Bei einer Beweglichkeit unter Belastung würde sich die zementierte Krone sofort lockern, was jedoch bis heute nicht vorgekommen ist. Das knöcherne Remodelling bleibt auch nach vier Jahren aufgrund der mechanisch stabilen Implantat-Kronen-Verbindung um die Implantate weitgehend aus.

 

Das „Biologische Breite Protokoll“ ermöglicht in Verbindung mit transgingival einheilenden Implantaten zuverlässige und langzeitstabile ästhetische Ergebnisse.

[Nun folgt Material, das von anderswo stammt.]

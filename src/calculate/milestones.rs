//! Achievement milestone counts for summary cards.

use std::collections::BTreeMap;

use serde::Serialize;

use crate::models::EnrichedRecord;

/// A discrete achievement counted across the roster.
#[derive(Debug, Clone, Copy, PartialEq, Eq, PartialOrd, Ord, Serialize)]
#[serde(rename_all = "camelCase")]
pub enum Milestone {
    Centuries,
    HalfCenturies,
    FiveWicketHauls,
}

impl Milestone {
    pub const ALL: [Milestone; 3] = [
        Milestone::Centuries,
        Milestone::HalfCenturies,
        Milestone::FiveWicketHauls,
    ];

    /// Whether a player has reached this milestone at least once.
    pub fn reached_by(&self, record: &EnrichedRecord) -> bool {
        match self {
            Milestone::Centuries => record.stats.batting.centuries > 0,
            Milestone::HalfCenturies => record.stats.batting.half_centuries > 0,
            Milestone::FiveWicketHauls => record.stats.bowling.five_wickets > 0,
        }
    }
}

/// Number of players per milestone.
pub type MilestoneCounts = BTreeMap<Milestone, usize>;

/// Count players satisfying `predicate`.
pub fn count_qualifying<F>(records: &[EnrichedRecord], predicate: F) -> usize
where
    F: Fn(&EnrichedRecord) -> bool,
{
    records.iter().filter(|r| predicate(r)).count()
}

/// Count players for every milestone.
pub fn count_milestones(records: &[EnrichedRecord]) -> MilestoneCounts {
    Milestone::ALL
        .iter()
        .map(|m| (*m, count_qualifying(records, |r| m.reached_by(r))))
        .collect()
}
//! # Club Stats
//!
//! Player statistics engine for a cricket club: derived career metrics,
//! leaderboards, milestone counts and stat editing.
//!
//! ## Architecture
//!
//! - **models**: Core data structures (players, stat records, ranked rows)
//! - **calculate**: Derived metrics, ranking, milestones and summaries
//! - **session**: Edit sessions over a single player's stat record
//! - **aggregate**: Concurrent roster/stat join and leaderboard building
//! - **client**: HTTP client for the club data store
//! - **api**: REST API endpoints
//! - **config**: Configuration loading and validation

pub mod aggregate;
pub mod api;
pub mod calculate;
pub mod client;
pub mod config;
pub mod models;
pub mod session;

pub use models::*;

use std::time::Duration;

/// Parse a human-friendly duration string (e.g., "15s", "2m", "500ms").
pub fn parse_duration(s: &str) -> Option<Duration> {
    let s = s.trim();
    if s.is_empty() {
        return None;
    }

    if let Some(n) = s.strip_suffix("ms") {
        return n.trim().parse().ok().map(Duration::from_millis);
    }

    let (num_str, multiplier) = if let Some(n) = s.strip_suffix('h') {
        (n, 3600)
    } else if let Some(n) = s.strip_suffix('m') {
        (n, 60)
    } else if let Some(n) = s.strip_suffix('s') {
        (n, 1)
    } else {
        // Default to seconds
        (s, 1)
    };

    let num: u64 = num_str.trim().parse().ok()?;
    Some(Duration::from_secs(num.checked_mul(multiplier)?))
}
use std::sync::Arc;
use std::time::Duration;

use crate::client::{RosterSource, StatFetcher};

#[derive(Clone)]
pub struct AppState {
    pub roster: Arc<dyn RosterSource>,
    pub stats: Arc<dyn StatFetcher>,
    pub fetch_timeout: Duration,
}

impl AppState {
    /// State backed by a single store that serves both rosters and stats.
    pub fn from_store<S>(store: Arc<S>, fetch_timeout: Duration) -> Self
    where
        S: RosterSource + StatFetcher + 'static,
    {
        Self {
            roster: store.clone(),
            stats: store,
            fetch_timeout,
        }
    }
}
//! Core data models for the stats engine.

mod player;
mod ranking;
mod stats;

pub use player::*;
pub use ranking::*;
pub use stats::*;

Selbst in Risikofällen wie diesem – mit extrem hoher Lachlinie und dünner Gingiva – erfolgt die Implantation ich nach diesem Vorgehen. Sollte es dennoch eine kleine Rezession während der Wundheilung geben, erfolgt eine um wenige Millimeter tiefere Präparation.

 

Falls über die Jahre infolge der physiologischen Gingivarezession (0,1 mm pro Jahr durchschnittlich), wie sie an natürlichen Zähnen auftritt, irgendwann die Kronenränder an den Implantaten freiliegen, wird – wie am natürlichen Zahn – die Krone entfernt, die Präparationsgrenze tiefer gelegt, abgeformt und eine neue Krone gefertigt. Diese Korrekturmöglichkeit ist ein weiterer, sehr entscheidender Vorteil dieser Vorgehensweise.

 

Dank der einfachen prothetischen Versorgung – ohne Spezialteile – und dem geringen Zeitaufwand durch nur einen chirurgischen Eingriff freut sich die Patientin auch Jahre später noch über eine fast schmerzfreie und stabile Versorgung.